In deepest need, in anguish sighing,
I cry to Thee, to Thee alone;
Were I to other help applying,
Vain were each prayer, each suppliant groan.
My plaints, O Lord, ascend to Thee,
Oh graciously give ear to me.”

GLIMPSES OF BOHEMIA.

CHAPTER I.

THE BOHEMIANS AND THEIR PAST.

BOHEMIA, as shown on the modern maps, usually includes only the territory forming the present Austrian province of that name, but I take the name as including the Austrian provinces of Moravia and Silesia, which also belonged to the Bohemian Crown. Lusatia and Prussian Silesia having now been fully Germanised, need not longer be kept in view, although they too were Bohemian 250 years ago. The Bohemians, or Czechs, are, as is well known, a Slavonic race, although perhaps not without an admixture of the Celtic blood. Their language is so closely allied to Russian and Polish, that educated Bohemians have no difficulty in making themselves understood in these tongues. Bounded as Bohemia is on the north by Saxony, on the west by Bavaria, and on the south by the Duchy of Austria, all German countries, and governed by the House of Hapsburg for more than three centuries and a-half, it is not surprising to find a large German element in the population. In the north-west and in the south German is generally spoken, but in many districts you will have difficulty in finding anyone who can understand that language. The towns are, however, all bilingual.

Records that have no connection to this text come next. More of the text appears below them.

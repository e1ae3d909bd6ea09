use std::{
    fs::File,
    io::{BufWriter, Write},
    path::{Path, PathBuf},
};

use serde::Serialize;
use tracing::instrument;

use crate::{
    analysis::{ObjectReport, PanelReport},
    error::ReportError,
    layout::Layout,
    stats::Summary,
};

#[derive(Debug, Clone, Copy, PartialEq, Eq)]
enum Precision {
    Counts,
    /// Counts with the n - 1 deviation and the variance.
    SampleCounts,
    Ratios,
    Pixels,
}

fn sample_value(value: Option<f64>) -> String {
    value.map_or_else(|| "nan".to_string(), |value| format!("{value:.6}"))
}

fn write_summary(
    out: &mut impl Write,
    heading: &str,
    summary: &Summary,
    precision: Precision,
) -> std::io::Result<()> {
    writeln!(out, "{heading}:")?;
    match precision {
        Precision::Counts => {
            writeln!(out, "Mean: {:.6}", summary.mean)?;
            writeln!(out, "Median: {:.6}", summary.median)?;
            writeln!(out, "Standard deviation: {:.6}", summary.std_dev)?;
            writeln!(out, "Mode: {}", summary.mode)?;
            writeln!(out, "Min: {}", summary.min)?;
            writeln!(out, "Max: {}", summary.max)?;
            writeln!(out, "25th percentile: {:.2}", summary.p25)?;
            writeln!(out, "75th percentile: {:.2}", summary.p75)?;
        }
        Precision::SampleCounts => {
            writeln!(out, "Mean: {:.6}", summary.mean)?;
            writeln!(out, "Median: {:.6}", summary.median)?;
            writeln!(
                out,
                "Standard deviation: {}",
                sample_value(summary.sample_std_dev)
            )?;
            writeln!(out, "Variance: {}", sample_value(summary.variance))?;
            writeln!(out, "Mode: {}", summary.mode)?;
            writeln!(out, "Min: {}", summary.min)?;
            writeln!(out, "Max: {}", summary.max)?;
            writeln!(out, "25th percentile: {:.2}", summary.p25)?;
            writeln!(out, "75th percentile: {:.2}", summary.p75)?;
        }
        Precision::Ratios => {
            writeln!(out, "Mean: {:.6}", summary.mean)?;
            writeln!(out, "Median: {:.6}", summary.median)?;
            writeln!(out, "Standard deviation: {:.6}", summary.std_dev)?;
            writeln!(out, "Min: {:.6}", summary.min)?;
            writeln!(out, "Max: {:.6}", summary.max)?;
            writeln!(out, "25th percentile: {:.6}", summary.p25)?;
            writeln!(out, "75th percentile: {:.6}", summary.p75)?;
        }
        Precision::Pixels => {
            writeln!(out, "Mean: {:.2}", summary.mean)?;
            writeln!(out, "Median: {:.2}", summary.median)?;
            writeln!(out, "Standard deviation: {:.2}", summary.std_dev)?;
            writeln!(out, "Min: {:.2}", summary.min)?;
            writeln!(out, "Max: {:.2}", summary.max)?;
        }
    }
    writeln!(out)
}

fn write_optional(
    out: &mut impl Write,
    heading: &str,
    summary: &Option<Summary>,
    precision: Precision,
) -> std::io::Result<()> {
    match summary {
        Some(summary) => write_summary(out, heading, summary, precision),
        None => Ok(()),
    }
}

pub fn render_object_report(out: &mut impl Write, report: &ObjectReport) -> std::io::Result<()> {
    let title = report.kind.as_str();
    writeln!(out, "{} Statistics", capitalize(title))?;
    writeln!(out, "{}", "=".repeat(40))?;
    writeln!(out, "Total {title} annotations: {}", report.total_annotations)?;
    writeln!(out, "Total images analyzed: {}", report.total_images)?;
    writeln!(out, "Images with {title}: {}", report.images_with_objects)?;
    writeln!(
        out,
        "Images without {title}: {}",
        report.images_without_objects()
    )?;
    if report.segmentation_failures > 0 {
        writeln!(
            out,
            "Undecodable segmentations: {}",
            report.segmentation_failures
        )?;
    }
    writeln!(out)?;

    write_optional(
        out,
        &format!("Count per Image Statistics (Images with {title} Only)"),
        &report.count_per_image,
        Precision::Counts,
    )?;
    write_count_distribution(out, report)?;
    write_top_titles(out, report)?;
    write_optional(
        out,
        "Size Ratio Statistics (Segmentation-based)",
        &report.segmentation_ratio,
        Precision::Ratios,
    )?;
    write_optional(
        out,
        "Bounding Box Size Ratio Statistics",
        &report.bbox_ratio,
        Precision::Ratios,
    )?;
    write_optional(
        out,
        "Bounding Box Width Ratio Statistics",
        &report.width_ratio,
        Precision::Ratios,
    )?;
    write_optional(
        out,
        "Bounding Box Height Ratio Statistics",
        &report.height_ratio,
        Precision::Ratios,
    )?;
    write_optional(
        out,
        "Area Statistics (pixels)",
        &report.segmentation_area,
        Precision::Pixels,
    )?;
    write_optional(
        out,
        "Bounding Box Area Statistics (pixels)",
        &report.bbox_area,
        Precision::Pixels,
    )
}

fn write_count_distribution(out: &mut impl Write, report: &ObjectReport) -> std::io::Result<()> {
    if report.count_histogram.is_empty() {
        return Ok(());
    }
    let title = report.kind.as_str();
    writeln!(out, "Distribution by {} Count:", capitalize(title))?;
    for (count, images) in &report.count_histogram {
        let percent = *images as f64 / report.images_with_objects as f64 * 100.0;
        writeln!(out, "{count}: {images} images ({percent:.1}%)")?;
    }
    writeln!(out)
}

fn write_top_titles(out: &mut impl Write, report: &ObjectReport) -> std::io::Result<()> {
    if report.top_titles.is_empty() {
        return Ok(());
    }
    writeln!(out, "Top 10 Manga Titles by Image Count:")?;
    for (rank, title) in report.top_titles.iter().enumerate() {
        writeln!(
            out,
            "{:2}. {}: {} images, avg {:.2} {}",
            rank + 1,
            title.manga_title,
            title.images,
            title.mean_count,
            report.kind
        )?;
    }
    writeln!(out)
}

pub fn render_panel_report(out: &mut impl Write, report: &PanelReport) -> std::io::Result<()> {
    writeln!(out, "Panel Statistics")?;
    writeln!(out, "{}", "=".repeat(40))?;
    writeln!(out, "Total frames: {}", report.total_frames())?;
    writeln!(
        out,
        "Frames with two texts and one face: {}",
        report.two_text_one_face
    )?;
    if let Some(percent) = report.two_text_one_face_percent() {
        writeln!(out, "Share of all frames: {percent:.2}%")?;
    }
    writeln!(out)?;

    writeln!(out, "Face/Text Layout (t=text, c=character):")?;
    for layout in Layout::ALL {
        let count = report.layouts.get(&layout).copied().unwrap_or(0);
        writeln!(out, "{layout}: {count}")?;
    }
    writeln!(out)?;

    write_optional(
        out,
        "Texts per Frame Statistics",
        &report.text_per_frame,
        Precision::SampleCounts,
    )?;
    writeln!(out, "Texts per Frame Distribution:")?;
    for (texts, frames) in &report.text_histogram {
        writeln!(out, "{texts}: {frames}")?;
    }
    writeln!(out)?;

    write_optional(
        out,
        "Objects per Frame Statistics",
        &report.objects_per_frame,
        Precision::SampleCounts,
    )?;
    writeln!(out, "Objects per Frame Distribution:")?;
    for (objects, frames) in &report.object_histogram {
        writeln!(out, "{objects}: {frames}")?;
    }
    Ok(())
}

#[derive(Serialize)]
struct FrameRow<'a> {
    image_id: u64,
    file_name: &'a str,
    frame_id: u64,
    text_count: usize,
    face_count: usize,
    object_count: usize,
    layout: &'a str,
}

#[instrument(skip(report), fields(kind = %report.kind))]
pub fn write_object_report(dir: &Path, report: &ObjectReport) -> Result<PathBuf, ReportError> {
    let path = dir.join(format!("{}_statistics.txt", file_stem(report.kind.as_str())));
    write_text(&path, |out| render_object_report(out, report))?;
    Ok(path)
}

#[instrument(skip(report), fields(kind = %report.kind))]
pub fn write_object_csv(dir: &Path, report: &ObjectReport) -> Result<PathBuf, ReportError> {
    let path = dir.join(format!(
        "{}_count_per_image.csv",
        file_stem(report.kind.as_str())
    ));
    let csv_error = |source| ReportError::Csv {
        path: path.clone(),
        source,
    };
    let mut writer = csv::Writer::from_path(&path).map_err(csv_error)?;
    for row in &report.rows {
        writer.serialize(row).map_err(csv_error)?;
    }
    writer.flush().map_err(|source| ReportError::Io {
        path: path.clone(),
        source,
    })?;
    log::debug!("Wrote {} rows to {path:?}", report.rows.len());
    Ok(path)
}

#[instrument(skip(report))]
pub fn write_panel_report(
    dir: &Path,
    report: &PanelReport,
) -> Result<Vec<PathBuf>, ReportError> {
    let text_path = dir.join("panel_statistics.txt");
    write_text(&text_path, |out| render_panel_report(out, report))?;

    let csv_path = dir.join("panel_frames.csv");
    let csv_error = |source| ReportError::Csv {
        path: csv_path.clone(),
        source,
    };
    let mut writer = csv::Writer::from_path(&csv_path).map_err(csv_error)?;
    for frame in &report.frames {
        writer
            .serialize(FrameRow {
                image_id: frame.image_id,
                file_name: &frame.file_name,
                frame_id: frame.frame_id,
                text_count: frame.text_count,
                face_count: frame.face_count,
                object_count: frame.object_count,
                layout: frame.layout.map(|it| it.as_str()).unwrap_or(""),
            })
            .map_err(csv_error)?;
    }
    writer.flush().map_err(|source| ReportError::Io {
        path: csv_path.clone(),
        source,
    })?;

    Ok(vec![text_path, csv_path])
}

fn write_text(
    path: &Path,
    render: impl FnOnce(&mut BufWriter<File>) -> std::io::Result<()>,
) -> Result<(), ReportError> {
    let io_error = |source| ReportError::Io {
        path: path.to_path_buf(),
        source,
    };
    let mut out = BufWriter::new(File::create(path).map_err(io_error)?);
    render(&mut out).map_err(io_error)?;
    out.flush().map_err(io_error)
}

fn capitalize(word: &str) -> String {
    let mut chars = word.chars();
    match chars.next() {
        Some(first) => first.to_uppercase().chain(chars).collect(),
        None => String::new(),
    }
}

/// Category names can be arbitrary, keep file names tame.
fn file_stem(name: &str) -> String {
    name.chars()
        .map(|c| if c.is_alphanumeric() { c } else { '_' })
        .collect()
}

Bohemia (the province), with an area about three-fourths of that of Scotland, has a population of over 5,000,000, while Moravia and Silesia, with an area of one-third of Scotland, have a population of 2,500,000.

The Bohemians are said to have settled in Bohemia in the fifth century, but their authentic history begins in the ninth century, when they embraced Christianity under the preaching of Cyril and Methodius, priests of the Greek Church, and true evangelists. Although Methodius was afterwards recognised by the Roman Pontiff as Archbishop of Moravia, the Church which he and his brother founded was never completely Romanised. Even in Methodius’s own life the struggle with Rome commenced, and it was with difficulty that he maintained the right of the people to have worship conducted in the vernacular tongue; but it was only after centuries, and by the sword, that the use of Latin was ultimately enforced on the Bohemian Church.

The native line of kings became extinct early in the fourteenth century, and about the date of Bannockburn the Bohemian Crown was given to a German, John of Luxemberg, the blind king of Bohemia, who was killed at Cressy by Edward the Black Prince, and whose crest, the three ostrich feathers, has since been worn by our Princes of Wales. John’s son, Charles I. of Bohemia, afterwards fourth Emperor of Germany of that name, founded the University of Prague, drew many learned and excellent men to the country, including what we would call revival preachers, and at his death left Bohemia in a state of prosperity, and in the vanguard of European civilisation and culture.

Charles’s daughter Anne married Richard II. of England.[1] Through the connection thus established, it came about that the writings of Wycliffe went to Bohemia, and that Jerome of Prague was for a time a student at Oxford. And in a very few years, by the preaching and martyrdom of Huss, a reformation of religion spread over Bohemia, the influence of which has been permanent throughout Christendom. The Bohemian Church soon evinced signs of true Christian life, and we should all remember that within fifteen years of Huss’s martyrdom, the Bohemians sent a medical missionary, Paul Craw, to Scotland, who suffered death by fire at the market-cross of St. Andrews in 1431.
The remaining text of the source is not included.